Трейлер трехчасовой лавстори «Пусть лето больше не настанет никогда», снятой в Тбилиси на старую модель телефона Sony Ericsson

— Почему вы решили сделать кинематографический процесс частью истории? У вас часть героев — киношники.

— Когда я писал сценарий, для меня большим вопросом было — как герои могут решить проблему, которая с ними случилась. Что они могут поделать с этим перевоплощением? Потому что я хотел, чтобы для них все-таки оставалась какая‑то надежда. И я долго искал путь для этого. Оказалось, что это нелегко.

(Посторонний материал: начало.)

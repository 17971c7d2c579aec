//! Closed equipment category set and the catalog filter built on it.

use std::fmt;
use std::str::FromStr;

use serde::{Deserialize, Serialize};

#[cfg(test)]
#[path = "category_test.rs"]
mod category_test;

/// Error returned when text does not name a known category or filter.
#[derive(Debug, Clone, PartialEq, Eq, thiserror::Error)]
pub enum CategoryError {
    #[error("unknown equipment category: {0:?}")]
    Unknown(String),
}

/// Kind of machine. Drives marker iconography and the filter buttons.
#[derive(Clone, Copy, Debug, PartialEq, Eq, Hash, PartialOrd, Ord, Serialize, Deserialize)]
#[serde(rename_all = "lowercase")]
pub enum Category {
    Excavator,
    Bulldozer,
    Loader,
}

impl Category {
    /// Every category in display order.
    pub const ALL: [Category; 3] = [Self::Excavator, Self::Bulldozer, Self::Loader];

    /// Lowercase text form, matching the serde representation.
    #[must_use]
    pub fn as_str(self) -> &'static str {
        match self {
            Self::Excavator => "excavator",
            Self::Bulldozer => "bulldozer",
            Self::Loader => "loader",
        }
    }

    /// Display glyph shown on cards, filter buttons and map markers.
    #[must_use]
    pub fn glyph(self) -> &'static str {
        match self {
            Self::Excavator => "🏗️",
            Self::Bulldozer => "🚜",
            Self::Loader => "🏭",
        }
    }

    /// Plural label for filter buttons.
    #[must_use]
    pub fn label(self) -> &'static str {
        match self {
            Self::Excavator => "Экскаваторы",
            Self::Bulldozer => "Бульдозеры",
            Self::Loader => "Погрузчики",
        }
    }

    /// CSS modifier used to tint the active filter button on the map.
    #[must_use]
    pub fn accent(self) -> &'static str {
        match self {
            Self::Excavator => "blue",
            Self::Bulldozer => "green",
            Self::Loader => "orange",
        }
    }
}

impl fmt::Display for Category {
    fn fmt(&self, f: &mut fmt::Formatter<'_>) -> fmt::Result {
        f.write_str(self.as_str())
    }
}

impl FromStr for Category {
    type Err = CategoryError;

    fn from_str(s: &str) -> Result<Self, Self::Err> {
        match s.trim() {
            "excavator" => Ok(Self::Excavator),
            "bulldozer" => Ok(Self::Bulldozer),
            "loader" => Ok(Self::Loader),
            other => Err(CategoryError::Unknown(other.to_owned())),
        }
    }
}

/// Active category constraint: everything, or one category.
#[derive(Clone, Copy, Debug, Default, PartialEq, Eq, Hash)]
pub enum CategoryFilter {
    #[default]
    All,
    Only(Category),
}

impl CategoryFilter {
    /// "All" followed by each category, in filter-bar order.
    pub const ALL: [CategoryFilter; 4] = [
        Self::All,
        Self::Only(Category::Excavator),
        Self::Only(Category::Bulldozer),
        Self::Only(Category::Loader),
    ];

    /// Whether a record of `category` passes this filter.
    #[must_use]
    pub fn matches(self, category: Category) -> bool {
        match self {
            Self::All => true,
            Self::Only(c) => c == category,
        }
    }

    #[must_use]
    pub fn as_str(self) -> &'static str {
        match self {
            Self::All => "all",
            Self::Only(c) => c.as_str(),
        }
    }

    /// Button label in the catalog filter row.
    #[must_use]
    pub fn label(self) -> &'static str {
        match self {
            Self::All => "Все",
            Self::Only(c) => c.label(),
        }
    }

    /// Glyph shown beside the label. The map's "all" button reuses the excavator glyph.
    #[must_use]
    pub fn glyph(self) -> &'static str {
        match self {
            Self::All => Category::Excavator.glyph(),
            Self::Only(c) => c.glyph(),
        }
    }

    #[must_use]
    pub fn accent(self) -> &'static str {
        match self {
            Self::All => "primary",
            Self::Only(c) => c.accent(),
        }
    }
}

impl fmt::Display for CategoryFilter {
    fn fmt(&self, f: &mut fmt::Formatter<'_>) -> fmt::Result {
        f.write_str(self.as_str())
    }
}

impl FromStr for CategoryFilter {
    type Err = CategoryError;

    fn from_str(s: &str) -> Result<Self, Self::Err> {
        if s.trim() == "all" {
            return Ok(Self::All);
        }
        s.parse::<Category>().map(Self::Only)
    }
}

impl From<Category> for CategoryFilter {
    fn from(category: Category) -> Self {
        Self::Only(category)
    }
}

Если так подумать про себя: когда такое случится, то сразу и не знаешь, куда и к кому обратиться. Помощи, наверное, не будет. Если с тобой приключилось чудо, то надо, наверное, опять надеяться на чудо, которое поможет. Ну вот я и подумал, что одно из чудес, которое мы в современном мире имеем, — это кино.

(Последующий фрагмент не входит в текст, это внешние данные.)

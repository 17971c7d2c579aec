//! Host configuration parsed from environment variables.
//!
//! Every variable is optional. Blank values count as unset. Malformed values
//! are startup errors rather than silent fallbacks, so a typo in `MAP_ZOOM`
//! does not quietly render the map at the default zoom.

use std::str::FromStr;

use fleet::MapSettings;
use fleet::settings::{DEFAULT_CENTER, DEFAULT_LANG, DEFAULT_ZOOM};

pub const DEFAULT_PORT: u16 = 3000;
pub const MAX_ZOOM: u8 = 21;

#[derive(Debug, Clone, PartialEq, Eq, thiserror::Error)]
pub enum ConfigError {
    #[error("{var} is not a valid number: {value:?}")]
    InvalidNumber { var: &'static str, value: String },
    #[error("{var} is not a valid boolean: {value:?}")]
    InvalidBool { var: &'static str, value: String },
    #[error("{var} is out of range: {value:?}")]
    OutOfRange { var: &'static str, value: String },
}

#[derive(Debug, Clone, PartialEq)]
pub struct HostConfig {
    pub port: u16,
    pub map: MapSettings,
}

impl HostConfig {
    /// Build typed host config from the process environment.
    ///
    /// Optional:
    /// - `PORT`: default 3000
    /// - `MAP_API_KEY`: map widget credential, default empty
    /// - `MAP_LANG`: default `ru_RU`
    /// - `MAP_CENTER_LAT` / `MAP_CENTER_LNG`: default central Moscow
    /// - `MAP_ZOOM`: 0..=21, default 11
    /// - `MAP_LIVE_TRACKING`: default true
    /// - `MAP_LOCAL_FILTER`: default true
    pub fn from_env() -> Result<Self, ConfigError> {
        Self::from_lookup(|key| std::env::var(key).ok())
    }

    /// Same as [`HostConfig::from_env`], reading variables through `lookup`.
    pub fn from_lookup(lookup: impl Fn(&str) -> Option<String>) -> Result<Self, ConfigError> {
        let get = |key: &str| lookup(key).map(|v| v.trim().to_owned()).filter(|v| !v.is_empty());

        let port = parse_number("PORT", get("PORT"), DEFAULT_PORT)?;
        let latitude = parse_number("MAP_CENTER_LAT", get("MAP_CENTER_LAT"), DEFAULT_CENTER[0])?;
        let longitude = parse_number("MAP_CENTER_LNG", get("MAP_CENTER_LNG"), DEFAULT_CENTER[1])?;
        check_range("MAP_CENTER_LAT", latitude, -90.0..=90.0)?;
        check_range("MAP_CENTER_LNG", longitude, -180.0..=180.0)?;
        let zoom = parse_number("MAP_ZOOM", get("MAP_ZOOM"), DEFAULT_ZOOM)?;
        check_range("MAP_ZOOM", zoom, 0..=MAX_ZOOM)?;

        let map = MapSettings {
            api_key: get("MAP_API_KEY").unwrap_or_default(),
            lang: get("MAP_LANG").unwrap_or_else(|| DEFAULT_LANG.to_owned()),
            center: [latitude, longitude],
            zoom,
            live_tracking: parse_bool("MAP_LIVE_TRACKING", get("MAP_LIVE_TRACKING"), true)?,
            local_filter: parse_bool("MAP_LOCAL_FILTER", get("MAP_LOCAL_FILTER"), true)?,
        };
        Ok(Self { port, map })
    }
}

fn parse_number<T: FromStr>(var: &'static str, raw: Option<String>, default: T) -> Result<T, ConfigError> {
    match raw {
        None => Ok(default),
        Some(value) => value.parse::<T>().map_err(|_| ConfigError::InvalidNumber { var, value }),
    }
}

fn parse_bool(var: &'static str, raw: Option<String>, default: bool) -> Result<bool, ConfigError> {
    let Some(value) = raw else {
        return Ok(default);
    };
    match value.to_ascii_lowercase().as_str() {
        "1" | "true" | "yes" | "on" => Ok(true),
        "0" | "false" | "no" | "off" => Ok(false),
        _ => Err(ConfigError::InvalidBool { var, value }),
    }
}

fn check_range<T>(var: &'static str, value: T, range: std::ops::RangeInclusive<T>) -> Result<(), ConfigError>
where
    T: PartialOrd + ToString,
{
    if range.contains(&value) {
        Ok(())
    } else {
        Err(ConfigError::OutOfRange { var, value: value.to_string() })
    }
}

#[cfg(test)]
#[path = "config_test.rs"]
mod tests;
//! Map settings transport from host to hydrated client.
//!
//! SYSTEM CONTEXT
//! ==============
//! The host provides `MapSettings` as Leptos context during SSR. The shell
//! writes them into a `<meta>` tag as JSON; after hydration the browser reads
//! them back from that tag, since server context does not cross the wire.

#[cfg(test)]
#[path = "map_settings_test.rs"]
mod map_settings_test;

use fleet::MapSettings;
use leptos::prelude::*;

/// `name` attribute of the meta tag carrying the settings JSON.
pub const META_NAME: &str = "spectech:map-settings";

/// Settings JSON for the page head. Falls back to an empty object, which
/// decodes to defaults.
pub fn encode(settings: &MapSettings) -> String {
    settings.to_json().unwrap_or_else(|_| "{}".to_owned())
}

/// Parse embedded settings, using defaults for anything unreadable.
pub fn decode(raw: &str) -> MapSettings {
    MapSettings::from_json(raw).unwrap_or_default()
}

/// Settings for the current render.
pub fn current() -> MapSettings {
    #[cfg(feature = "hydrate")]
    {
        if let Some(raw) = read_meta() {
            match MapSettings::from_json(&raw) {
                Ok(settings) => return settings,
                Err(e) => log::warn!("map settings meta unreadable: {e}"),
            }
        }
    }
    use_context::<MapSettings>().unwrap_or_default()
}

#[cfg(feature = "hydrate")]
fn read_meta() -> Option<String> {
    let document = web_sys::window()?.document()?;
    let meta = document.query_selector(&format!("meta[name=\"{META_NAME}\"]")).ok().flatten()?;
    meta.get_attribute("content")
}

— Вы также сыграли главную роль в фильме Юлиана Радльмайера «Кровопийцы», который был представлен на Берлинале. В чем разница между тем, чтобы быть актером и самому снимать фильм?

— С Юлианом мы учились вместе, так что часто играли друг для друга в разных этюдах, курсовых работах. Это не первый для меня опыт. В фильме «Зимняя сказка пролетариата» я также сыграл одну из главных ролей. Так что я почти привык играть у него.

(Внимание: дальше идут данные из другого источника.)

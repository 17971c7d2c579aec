//! `spectech` host: serves the server-rendered rental catalog.

#![recursion_limit = "256"]

mod config;
mod routes;

use std::process::ExitCode;

use tracing_subscriber::EnvFilter;

use crate::config::{ConfigError, HostConfig};

#[derive(Debug, thiserror::Error)]
enum HostError {
    #[error(transparent)]
    Config(#[from] ConfigError),
    #[error("fixed catalog is invalid: {0}")]
    Catalog(#[from] fleet::CatalogError),
    #[error("{0}")]
    Leptos(String),
    #[error("failed to bind {addr}: {source}")]
    Bind { addr: String, source: std::io::Error },
    #[error("server failed: {0}")]
    Serve(std::io::Error),
}

#[tokio::main]
async fn main() -> ExitCode {
    // A missing .env file is normal outside local development.
    let _ = dotenvy::dotenv();
    tracing_subscriber::fmt()
        .with_env_filter(EnvFilter::try_from_default_env().unwrap_or_else(|_| EnvFilter::new("info")))
        .init();

    match run().await {
        Ok(()) => ExitCode::SUCCESS,
        Err(e) => {
            tracing::error!(error = %e, "spectech stopped");
            ExitCode::FAILURE
        }
    }
}

async fn run() -> Result<(), HostError> {
    let config = HostConfig::from_env()?;
    let catalog = fleet::Catalog::check_standard()?;
    tracing::info!(records = catalog.len(), "catalog loaded");

    if config.map.has_credential() {
        tracing::info!(lang = %config.map.lang, zoom = config.map.zoom, "map credential configured");
    } else {
        tracing::warn!("MAP_API_KEY not set; the map view will show a degraded region");
    }

    let live_tracking = config.map.live_tracking;
    let local_filter = config.map.local_filter;
    let app = routes::app(config.map).map_err(HostError::Leptos)?;

    let addr = format!("0.0.0.0:{}", config.port);
    let listener = tokio::net::TcpListener::bind(&addr)
        .await
        .map_err(|source| HostError::Bind { addr: addr.clone(), source })?;

    tracing::info!(port = config.port, live_tracking, local_filter, "spectech listening");
    axum::serve(listener, app).await.map_err(HostError::Serve)
}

Когда он написал свой фильм, то сразу меня спросил, и я согласился. C одной стороны, мне просто нравится кино, которое он делает, я многому учусь у него, с другой стороны, он мне близкий друг, и я просто не мог отказаться.

Так получилось, что я закончил съемки, и потом через две недели начались съемки у Юлиана. Было странно, потому что очень быстро мне надо менять было роль — из режиссера превращаться в актера. В этом есть очень большая ответственность, потому что человек тебе доверился, и надо сделать все самое лучшее, что ты можешь. Но поскольку это для меня все-таки не профессия, то нет такого большого груза [ответственности] на плечах, как тогда, когда я сам снимаю.

В фильме Юлиана Радльмайера «Кровопийцы» Александр Коберидзе сыграл одну из главных ролей

— Чувствуете ли вы соперничество со своими коллегами по киношколе, тем же Радльмайером или Симоной Костовой («Тридцать»)?

— Нет, никогда. Я думаю, что без Юлиана мое кино было бы другим. Он мне нужен, потому что мы делимся идеями, когда делаем свои фильмы. Я показываю ему свой монтаж и так далее.

— Где вы взяли финансирование?

— Это наша дипломная работа. У нас в школе есть такая программа для дипломных работ, где каждый год три фильма финансируются одним из телеканалов. Но это копродукция, мы приехали потом в Грузию, и здесь уже местный кинофонд дал нам тоже финансирование. И сама наша киношкола — сопродюсер.

— Сколько времени в целом ушло на создание фильма?

— Постпродакшен у нас немножко затянулся из‑за пандемии, а так — три года.

— Вы сами монтировали?

— Я очень люблю монтировать, так что неохотно делюсь этим с кем‑то.

— А как вы придумали этот ход, когда вы предлагаете зрителям закрыть глаза во время сцены перевоплощения героев, а потом открыть?

— Я искал решение вот этого перевоплощения. Был момент, когда я подумал, что было бы неплохо сделать игру со зрителем, чтобы человек чувствовал себя, как на сеансе магии, и стал частью игры, активно принимая участие.

— Вы верите в то, что кто‑то реально закрыл глаза? Потому что я не закрыла, чтобы не пропустить что‑то важное на экране.

— Многие, оказываются, закрывают. Я думаю, в кино большинство закроют глаза все-таки. А одному перед компьютером странно, конечно. Но если в кинозале увидишь, что люди рядом закрыли глаза, то, наверное, и сам закроешь.